Access acquired Damark Limited in 2016 and Microcredit in 2017, which NCBCM argues proves that the 10-year period allows small companies to achieve scalability.

“Other businesses such as Lasco Manufacturing & Lasco Distributors would have also utilised the opportunity to expand their operations, as both entities expanded their plant facilities to increase production and strengthen efficiency,” stated the assessment done by NCBCM.

Water treatment machines at Lasco Manufacturing’s White Marl factory in St Catherine, Jamaica. (Photo:

At the same time, these junior listed companies have delivered solid returns to investors, with the junior market index growing at a compound annual rate of 27.4 per cent since 2010.

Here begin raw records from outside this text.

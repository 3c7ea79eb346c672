//! `ranktrack-dashboard` -- headless monitor for the rank-tracking
//! backend.
//!
//! Starts a dashboard session, keeps the job collection in sync via the
//! push channel plus a periodic snapshot refresh, and logs every state
//! change until interrupted.
//!
//! # Environment variables
//!
//! | Variable                 | Required | Default | Description                          |
//! |--------------------------|----------|---------|--------------------------------------|
//! | `RANKTRACK_API_URL`      | yes      | --      | Backend origin, e.g. `http://host:4000` |
//! | `RANKTRACK_API_KEY`      | yes      | --      | Static API key                       |
//! | `RANKTRACK_REFRESH_SECS` | no       | `30`    | Seconds between snapshot refreshes   |

use std::time::Duration;

use ranktrack_client::config::BackendConfig;
use ranktrack_sync::events::SyncEvent;
use ranktrack_sync::session::DashboardSession;

use tokio::sync::broadcast;
use tracing_subscriber::{layer::SubscriberExt, util::SubscriberInitExt};

/// Default interval between snapshot refreshes -- the eventual
/// consistency backstop for events lost while the stream was down.
const DEFAULT_REFRESH_SECS: u64 = 30;

#[tokio::main]
async fn main() {
    dotenvy::dotenv().ok();

    tracing_subscriber::registry()
        .with(
            tracing_subscriber::EnvFilter::try_from_default_env()
                .unwrap_or_else(|_| "ranktrack=info".into()),
        )
        .with(tracing_subscriber::fmt::layer())
        .init();

    let config = match BackendConfig::from_env() {
        Ok(config) => config,
        Err(e) => {
            tracing::error!(error = %e, "Invalid configuration");
            std::process::exit(1);
        }
    };

    let refresh_secs: u64 = std::env::var("RANKTRACK_REFRESH_SECS")
        .ok()
        .and_then(|v| v.parse().ok())
        .unwrap_or(DEFAULT_REFRESH_SECS);

    tracing::info!(
        base_url = %config.base_url,
        refresh_secs,
        "Starting ranktrack dashboard",
    );

    let session = DashboardSession::start(config).await;
    let mut events = session.subscribe();

    let mut ticker = tokio::time::interval(Duration::from_secs(refresh_secs));
    // The session already pulled once on start; skip the immediate tick.
    ticker.tick().await;

    loop {
        tokio::select! {
            _ = tokio::signal::ctrl_c() => {
                tracing::info!("Interrupt received, shutting down");
                break;
            }
            _ = ticker.tick() => {
                match session.refresh().await {
                    Ok(count) => tracing::debug!(count, "Periodic snapshot refresh"),
                    Err(e) => {
                        tracing::warn!(error = %e, "Snapshot refresh failed; keeping the previous view")
                    }
                }
            }
            event = events.recv() => match event {
                Ok(event) => report_event(&session, event).await,
                Err(broadcast::error::RecvError::Lagged(skipped)) => {
                    tracing::warn!(skipped, "Event consumer lagged behind the session bus");
                }
                Err(broadcast::error::RecvError::Closed) => break,
            },
        }
    }

    session.shutdown().await;
}

/// Log one session event, with a summary line after every merge.
async fn report_event(session: &DashboardSession, event: SyncEvent) {
    match event {
        SyncEvent::SnapshotLoaded { count } => {
            let analytics = session.analytics().await;
            tracing::info!(
                count,
                total = analytics.total,
                completed = analytics.completed,
                running = analytics.running,
                failed = analytics.failed,
                waiting = analytics.waiting,
                success_rate = analytics.success_rate,
                "Snapshot merged",
            );
        }
        SyncEvent::JobUpdated { job_id } => {
            tracing::info!(%job_id, "Job updated");
        }
        SyncEvent::JobDiscovered { job_id } => {
            tracing::info!(%job_id, "New job discovered via the stream");
        }
        SyncEvent::StreamConnected => {
            tracing::info!("Update stream connected");
        }
        SyncEvent::StreamDisconnected => {
            tracing::info!("Update stream disconnected, reconnect pending");
        }
        SyncEvent::HealthChanged { state } => {
            tracing::info!(state = state.as_str(), "Backend health changed");
        }
    }
}
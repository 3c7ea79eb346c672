//! HTTP client for the rank-tracking backend.
//!
//! Wraps the backend's read endpoints (jobs, history, analytics, logs,
//! liveness) and the job-creation endpoint using [`reqwest`]. Every
//! request carries the static API key configured in [`config::BackendConfig`].

pub mod api;
pub mod config;
pub mod health;
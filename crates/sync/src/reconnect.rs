//! Exponential-backoff reconnection for the push channel.
//!
//! When the update stream drops, the session calls [`reconnect_loop`]
//! to keep retrying with increasing delays until the connection is
//! restored or the [`CancellationToken`] fires. Events emitted by the
//! backend while disconnected are not replayed; the next snapshot pull
//! recovers them.

use std::time::Duration;

use tokio_util::sync::CancellationToken;

use crate::client::{StreamClient, StreamConnection};

/// Tunable parameters for the backoff strategy.
pub struct ReconnectConfig {
    /// Delay before the first reconnection attempt.
    pub initial_delay: Duration,
    /// Upper bound on the delay between attempts.
    pub max_delay: Duration,
    /// Factor by which the delay grows after each failure.
    pub multiplier: f64,
}

impl Default for ReconnectConfig {
    fn default() -> Self {
        Self {
            initial_delay: Duration::from_secs(1),
            max_delay: Duration::from_secs(30),
            multiplier: 2.0,
        }
    }
}

/// Calculate the next backoff delay, clamped to
/// [`ReconnectConfig::max_delay`].
pub fn next_delay(current: Duration, config: &ReconnectConfig) -> Duration {
    let next_ms = (current.as_millis() as f64 * config.multiplier) as u64;
    Duration::from_millis(next_ms).min(config.max_delay)
}

/// Retry the push-channel connection with exponential backoff.
///
/// Returns `Some(connection)` once a connection succeeds, or `None` if
/// `cancel` fires first.
pub async fn reconnect_loop(
    client: &StreamClient,
    config: &ReconnectConfig,
    cancel: &CancellationToken,
) -> Option<StreamConnection> {
    let mut delay = config.initial_delay;
    let mut attempt = 0u32;

    loop {
        // Wait before the attempt, respecting cancellation.
        tokio::select! {
            _ = cancel.cancelled() => {
                tracing::info!("Reconnect cancelled");
                return None;
            }
            _ = tokio::time::sleep(delay) => {}
        }

        attempt += 1;
        tracing::info!(attempt, delay_ms = delay.as_millis() as u64, "Reconnecting to the update stream");

        tokio::select! {
            _ = cancel.cancelled() => {
                tracing::info!("Reconnect cancelled");
                return None;
            }
            result = client.connect() => {
                match result {
                    Ok(conn) => {
                        tracing::info!(attempt, "Update stream reconnected");
                        return Some(conn);
                    }
                    Err(e) => {
                        tracing::warn!(error = %e, "Reconnect attempt {attempt} failed");
                    }
                }
            }
        }

        delay = next_delay(delay, config);
    }
}

// ---------------------------------------------------------------------------
// Tests
// ---------------------------------------------------------------------------

#[cfg(test)]
mod tests {
    use super::*;
    use ranktrack_client::config::BackendConfig;

    #[test]
    fn next_delay_doubles_by_default() {
        let config = ReconnectConfig::default();
        assert_eq!(
            next_delay(Duration::from_secs(1), &config),
            Duration::from_secs(2)
        );
        assert_eq!(
            next_delay(Duration::from_secs(4), &config),
            Duration::from_secs(8)
        );
    }

    #[test]
    fn next_delay_clamps_at_max() {
        let config = ReconnectConfig {
            max_delay: Duration::from_secs(10),
            ..Default::default()
        };
        assert_eq!(
            next_delay(Duration::from_secs(8), &config),
            Duration::from_secs(10)
        );
        assert_eq!(
            next_delay(Duration::from_secs(10), &config),
            Duration::from_secs(10)
        );
    }

    #[test]
    fn backoff_sequence_reaches_and_holds_the_ceiling() {
        let config = ReconnectConfig::default();
        let mut delay = config.initial_delay;
        let expected = [1, 2, 4, 8, 16, 30, 30];

        for &expected_secs in &expected {
            assert_eq!(delay.as_secs(), expected_secs);
            delay = next_delay(delay, &config);
        }
    }

    #[tokio::test]
    async fn cancellation_token_stops_reconnect() {
        let cancel = CancellationToken::new();
        // Cancel up front -- the loop must return None without connecting.
        cancel.cancel();

        let config = BackendConfig::new("http://localhost:9", "key");
        let client = StreamClient::new(&config);

        let result = reconnect_loop(&client, &ReconnectConfig::default(), &cancel).await;
        assert!(result.is_none());
    }
}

Losing tax break could be pressuring

However, the graduation of these entities from the tax benefits of the junior market will put downward pressure on their profitability, especially at a time when the economic effects of COVID-19 have been stressing revenue generation and increasing the expenses for some entities. NCBCM is emphasizing the benefits of accountability from being listed on the junior market.

According to NCBCM, “the improvement in corporate governance and transparency from the accountability requirements of the JSE improves their chances of receiving financing from financial institutions as well as the capital markets”. These accountability requirements, argues NCBCM, puts them in a good position to obtain financing for liquidity support if needed and access to capital for additional expansion plans.

Also they have seen their brand equity increase significantly from the publicity they have received since listing on the junior stock market.